35 Une caractéristique constante de la « communauté » SPIP au cours du temps et au long de sa croissance réside dans l'autorité et la légitimité du noyau stratégique. Ce crédit, technique et politique, lui permet de jouer, et de tenir dans le temps, un rôle décisif dans le pilotage du projet, c'est-à-dire à la fois la production du logiciel et la mobilisation des acteurs. Cette coordination présente des traits apparemment contradictoires : elle est centralisée tout en sollicitant les membres à travers les listes ouvertes, elle est directive tout en s'appuyant sur des débats publics, elle est autocratique tout en s'alimentant à des consultations démocratiques. Cette alchimie improbable permet à la fois de maintenir dans le temps la cohérence et l'identité du produit logiciel, et d'autoriser une collectivité ­ caractérisée par une hétérogénéité croissante des contributeurs ­ à s'approprier cette production et à s'y identifier.

CONCLUSIONS

36 Une spécificité, manifeste, des collectifs de production des logiciels libres réside dans l’absence de tout encadrement des relations de travail par des règles appuyées sur des ressources exogènes, telles celles du droit commercial ou du travail.
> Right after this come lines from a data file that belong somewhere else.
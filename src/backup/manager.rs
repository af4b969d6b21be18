//! Checksummed backup creation, validation, restore and retention.

use std::collections::HashMap;
use std::fs::{self, File};
use std::io;
use std::path::{Path, PathBuf};
use std::sync::RwLock;

use chrono::{DateTime, Utc};
use serde::{Deserialize, Serialize};
use sha2::{Digest, Sha256};

use crate::backup::BackupError;

/// Backup file suffix inside the backup directory.
const BACKUP_SUFFIX: &str = ".backup";
/// Sidecar file carrying metadata the filesystem cannot.
const INDEX_FILE: &str = "index.json";

/// Metadata for one backup. Immutable after creation except for deletion,
/// which removes the whole record and the underlying file.
#[derive(Debug, Clone, PartialEq, Serialize, Deserialize)]
pub struct BackupInfo {
    pub id: String,
    pub name: String,
    pub path: PathBuf,
    pub original_path: PathBuf,
    pub created_at: DateTime<Utc>,
    pub size: u64,
    /// SHA-256 over the backup file's bytes, computed once at create time.
    pub checksum: String,
    pub description: String,
    #[serde(default)]
    pub tags: Vec<String>,
    #[serde(default)]
    pub automatic: bool,
}

/// Aggregates derived from the current index; no side effects.
#[derive(Debug, Clone, Default, Serialize)]
pub struct BackupStats {
    pub total_backups: usize,
    pub total_size: u64,
    #[serde(skip_serializing_if = "Option::is_none")]
    pub oldest_backup: Option<DateTime<Utc>>,
    #[serde(skip_serializing_if = "Option::is_none")]
    pub newest_backup: Option<DateTime<Utc>>,
    pub automatic_backups: usize,
    pub manual_backups: usize,
}

/// Integrity-checked backup registry over one backup directory.
///
/// Reads vastly outnumber writes, so the index sits behind a
/// reader/writer lock.
pub struct BackupManager {
    backup_dir: PathBuf,
    max_backups: usize,
    index: RwLock<HashMap<String, BackupInfo>>,
}

impl BackupManager {
    /// Open the backup directory, creating it if needed, and rebuild the
    /// index by scanning it.
    pub fn new(backup_dir: impl Into<PathBuf>, max_backups: usize) -> Result<Self, BackupError> {
        let backup_dir = backup_dir.into();
        fs::create_dir_all(&backup_dir)
            .map_err(|e| BackupError::io("failed to create backup directory", e))?;

        let manager = Self {
            backup_dir,
            max_backups: max_backups.max(1),
            index: RwLock::new(HashMap::new()),
        };
        manager.rebuild_index()?;
        Ok(manager)
    }

    pub fn backup_dir(&self) -> &Path {
        &self.backup_dir
    }

    /// Create a backup of `source`.
    ///
    /// Identical inputs within the same second resolve to the same id and
    /// return the existing record instead of duplicating the file.
    pub fn create_backup(
        &self,
        source: &Path,
        name: Option<&str>,
        description: &str,
        tags: Vec<String>,
        automatic: bool,
    ) -> Result<BackupInfo, BackupError> {
        if !source.is_file() {
            return Err(BackupError::FileNotFound(source.to_path_buf()));
        }

        let created_at = Utc::now();
        let id = generate_backup_id(source, name, created_at);

        let mut index = self.index.write().expect("backup index lock poisoned");
        if let Some(existing) = index.get(&id) {
            tracing::info!(id = %id, path = %existing.path.display(), "backup already exists");
            return Ok(existing.clone());
        }

        let backup_path = self.backup_dir.join(format!("{}{}", id, BACKUP_SUFFIX));
        copy_file(source, &backup_path)
            .map_err(|e| BackupError::io("failed to copy file for backup", e))?;

        let checksum = compute_checksum(&backup_path)
            .map_err(|e| BackupError::io("failed to checksum backup", e))?;
        let size = fs::metadata(&backup_path)
            .map_err(|e| BackupError::io("failed to stat backup file", e))?
            .len();

        let info = BackupInfo {
            id: id.clone(),
            name: name
                .map(str::to_string)
                .unwrap_or_else(|| file_base_name(source)),
            path: backup_path,
            original_path: source.to_path_buf(),
            created_at,
            size,
            checksum,
            description: description.to_string(),
            tags,
            automatic,
        };

        index.insert(id.clone(), info.clone());
        self.enforce_retention(&mut index);
        self.persist_index(&index);

        tracing::info!(
            id = %info.id,
            path = %info.path.display(),
            size = info.size,
            automatic = info.automatic,
            "backup created"
        );
        Ok(info)
    }

    /// Restore a backup to `target`, defaulting to the recorded original
    /// path. The checksum is verified before anything touches the target.
    pub fn restore_backup(
        &self,
        backup_id: &str,
        target: Option<&Path>,
    ) -> Result<PathBuf, BackupError> {
        let info = self
            .get_backup(backup_id)
            .ok_or_else(|| BackupError::NotFound(backup_id.to_string()))?;

        if !info.path.is_file() {
            return Err(BackupError::FileNotFound(info.path.clone()));
        }

        if !info.checksum.is_empty() {
            let actual = compute_checksum(&info.path)
                .map_err(|e| BackupError::io("failed to checksum backup", e))?;
            if actual != info.checksum {
                tracing::error!(
                    id = %info.id,
                    expected = %info.checksum,
                    actual = %actual,
                    "backup corrupted, refusing to restore"
                );
                return Err(BackupError::ChecksumMismatch {
                    expected: info.checksum.clone(),
                    actual,
                });
            }
        }

        let target = match target {
            Some(path) => path.to_path_buf(),
            None if info.original_path.as_os_str().is_empty() => {
                return Err(BackupError::NoTargetPath(info.id.clone()))
            }
            None => info.original_path.clone(),
        };

        if let Some(parent) = target.parent() {
            fs::create_dir_all(parent)
                .map_err(|e| BackupError::io("failed to create target directory", e))?;
        }
        copy_file(&info.path, &target).map_err(|e| BackupError::io("failed to restore file", e))?;

        tracing::info!(id = %info.id, target = %target.display(), "backup restored");
        Ok(target)
    }

    /// Remove the backup file (tolerating one already gone) and drop the
    /// index entry.
    pub fn delete_backup(&self, backup_id: &str) -> Result<(), BackupError> {
        let mut index = self.index.write().expect("backup index lock poisoned");
        let info = index
            .remove(backup_id)
            .ok_or_else(|| BackupError::NotFound(backup_id.to_string()))?;

        if let Err(e) = fs::remove_file(&info.path) {
            if e.kind() != io::ErrorKind::NotFound {
                tracing::warn!(path = %info.path.display(), error = %e, "failed to delete backup file");
            }
        }
        self.persist_index(&index);

        tracing::info!(id = %backup_id, "backup deleted");
        Ok(())
    }

    /// Snapshot ordered newest-first. Recomputed on each call.
    pub fn list_backups(&self) -> Vec<BackupInfo> {
        let index = self.index.read().expect("backup index lock poisoned");
        let mut backups: Vec<BackupInfo> = index.values().cloned().collect();
        backups.sort_by(|a, b| b.created_at.cmp(&a.created_at));
        backups
    }

    pub fn get_backup(&self, backup_id: &str) -> Option<BackupInfo> {
        self.index
            .read()
            .expect("backup index lock poisoned")
            .get(backup_id)
            .cloned()
    }

    /// Check existence, exact size, and checksum against recorded values.
    pub fn validate_backup(&self, backup_id: &str) -> Result<(), BackupError> {
        let info = self
            .get_backup(backup_id)
            .ok_or_else(|| BackupError::NotFound(backup_id.to_string()))?;

        let metadata = match fs::metadata(&info.path) {
            Ok(m) => m,
            Err(e) if e.kind() == io::ErrorKind::NotFound => {
                return Err(BackupError::FileNotFound(info.path.clone()))
            }
            Err(e) => return Err(BackupError::io("failed to access backup file", e)),
        };

        if metadata.len() != info.size {
            return Err(BackupError::SizeMismatch {
                expected: info.size,
                actual: metadata.len(),
            });
        }

        if !info.checksum.is_empty() {
            let actual = compute_checksum(&info.path)
                .map_err(|e| BackupError::io("failed to checksum backup", e))?;
            if actual != info.checksum {
                return Err(BackupError::ChecksumMismatch {
                    expected: info.checksum,
                    actual,
                });
            }
        }

        Ok(())
    }

    /// Aggregate counters derived from the current index.
    pub fn backup_stats(&self) -> BackupStats {
        let index = self.index.read().expect("backup index lock poisoned");
        let mut stats = BackupStats {
            total_backups: index.len(),
            ..BackupStats::default()
        };

        for info in index.values() {
            stats.total_size += info.size;
            if info.automatic {
                stats.automatic_backups += 1;
            } else {
                stats.manual_backups += 1;
            }
            if stats.oldest_backup.map_or(true, |t| info.created_at < t) {
                stats.oldest_backup = Some(info.created_at);
            }
            if stats.newest_backup.map_or(true, |t| info.created_at > t) {
                stats.newest_backup = Some(info.created_at);
            }
        }

        stats
    }

    /// Evict oldest-first until the count is back at the limit. Caller
    /// holds the write lock.
    fn enforce_retention(&self, index: &mut HashMap<String, BackupInfo>) {
        while index.len() > self.max_backups {
            let oldest = index
                .values()
                .min_by_key(|info| info.created_at)
                .map(|info| info.id.clone());
            let Some(id) = oldest else { break };
            if let Some(info) = index.remove(&id) {
                tracing::info!(id = %id, created_at = %info.created_at, "evicting old backup");
                if let Err(e) = fs::remove_file(&info.path) {
                    if e.kind() != io::ErrorKind::NotFound {
                        tracing::warn!(path = %info.path.display(), error = %e, "failed to delete evicted backup");
                    }
                }
            }
        }
    }

    /// Write the sidecar index. Failures are logged, not fatal: the scan
    /// can always rebuild everything except the sidecar-only metadata.
    fn persist_index(&self, index: &HashMap<String, BackupInfo>) {
        let entries: Vec<&BackupInfo> = index.values().collect();
        let payload = match serde_json::to_string_pretty(&entries) {
            Ok(p) => p,
            Err(e) => {
                tracing::error!(error = %e, "failed to encode backup index");
                return;
            }
        };
        let path = self.backup_dir.join(INDEX_FILE);
        if let Err(e) = fs::write(&path, payload) {
            tracing::warn!(path = %path.display(), error = %e, "failed to persist backup index");
        }
    }

    /// Rebuild the index from a directory scan. The sidecar supplies
    /// metadata for files it knows; unknown files get entries derived
    /// from the filesystem; sidecar entries whose files vanished are
    /// dropped.
    fn rebuild_index(&self) -> Result<(), BackupError> {
        let mut sidecar: HashMap<String, BackupInfo> = HashMap::new();
        let index_path = self.backup_dir.join(INDEX_FILE);
        if index_path.is_file() {
            match fs::read_to_string(&index_path) {
                Ok(content) => match serde_json::from_str::<Vec<BackupInfo>>(&content) {
                    Ok(entries) => {
                        sidecar = entries.into_iter().map(|e| (e.id.clone(), e)).collect();
                    }
                    Err(e) => {
                        tracing::warn!(error = %e, "backup index unreadable, rebuilding from scan")
                    }
                },
                Err(e) => tracing::warn!(error = %e, "failed to read backup index"),
            }
        }

        let mut index = self.index.write().expect("backup index lock poisoned");
        let entries = fs::read_dir(&self.backup_dir)
            .map_err(|e| BackupError::io("failed to scan backup directory", e))?;

        for entry in entries {
            let entry = match entry {
                Ok(entry) => entry,
                Err(e) => {
                    tracing::warn!(error = %e, "failed to read backup directory entry");
                    continue;
                }
            };
            let file_name = entry.file_name();
            let Some(name) = file_name.to_str() else {
                continue;
            };
            let Some(id) = name.strip_suffix(BACKUP_SUFFIX) else {
                continue;
            };

            if let Some(info) = sidecar.remove(id) {
                index.insert(id.to_string(), info);
                continue;
            }

            // No sidecar metadata: derive what the filesystem can tell us.
            let path = entry.path();
            let metadata = match fs::metadata(&path) {
                Ok(m) => m,
                Err(e) => {
                    tracing::warn!(path = %path.display(), error = %e, "failed to stat backup file");
                    continue;
                }
            };
            let checksum = match compute_checksum(&path) {
                Ok(c) => c,
                Err(e) => {
                    tracing::warn!(path = %path.display(), error = %e, "failed to checksum existing backup");
                    String::new()
                }
            };
            let created_at = metadata
                .modified()
                .map(DateTime::<Utc>::from)
                .unwrap_or_else(|_| Utc::now());

            index.insert(
                id.to_string(),
                BackupInfo {
                    id: id.to_string(),
                    name: name_from_id(id),
                    path,
                    original_path: PathBuf::new(),
                    created_at,
                    size: metadata.len(),
                    checksum,
                    description: String::new(),
                    tags: Vec::new(),
                    automatic: false,
                },
            );
        }

        tracing::info!(count = index.len(), "backup index loaded");
        Ok(())
    }
}
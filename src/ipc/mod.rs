//! IPC subsystem.
//!
//! # Data Flow
//! ```text
//! client -> Unix socket -> JSON line -> Request -> dispatcher
//! dispatcher -> Response -> JSON line -> Unix socket -> client
//! ```
//!
//! # Responsibilities
//! - Define the wire types (protocol.rs)
//! - Accept and frame connections (server.rs)
//! - Provide a caller for the control binary and tests (client.rs)

pub mod client;
pub mod protocol;
pub mod server;

pub use client::{ClientError, HelperClient};
pub use protocol::{HostEntry, Request, Response};
pub use server::{IpcServer, ServerError};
On chercherait en vain une super-règle qui organiserait une telle activité productive qui associe des participants travaillant à distance les uns des autres, reliés par des dispositifs techniques utilisant les ressources d'internet. Mais l'objectif de production ne peut être atteint sans l'implantation de mécanismes de coordination, extrêmement variés. Ainsi, l'activité, collective, de production est traversée et structurée par une multitude de régulations qui contribuent à la mobilisation des travailleurs, à la spécialisation des tâches, à la production de jugements, à la mise en  uvre de sélection, à la différenciation de positions statutaires, à la distribution d'incitations, à l'invention de sanctions. Les caractéristiques de ces règles sont ajustées à la dynamique de chaque projet et à sa trajectoire de développement. Dans le cas de SPIP, le noyau stratégique initial se renforce progressivement par un cercle intermédiaire d'animateurs et d'administrateurs qui assurent la gestion et la régulation de zones périphériques qui elles-mêmes s'élargissent et se diversifient. Cette structuration est à la fois une nécessité fonctionnelle et comporte en même temps le risque de désintégration des collectifs de projet.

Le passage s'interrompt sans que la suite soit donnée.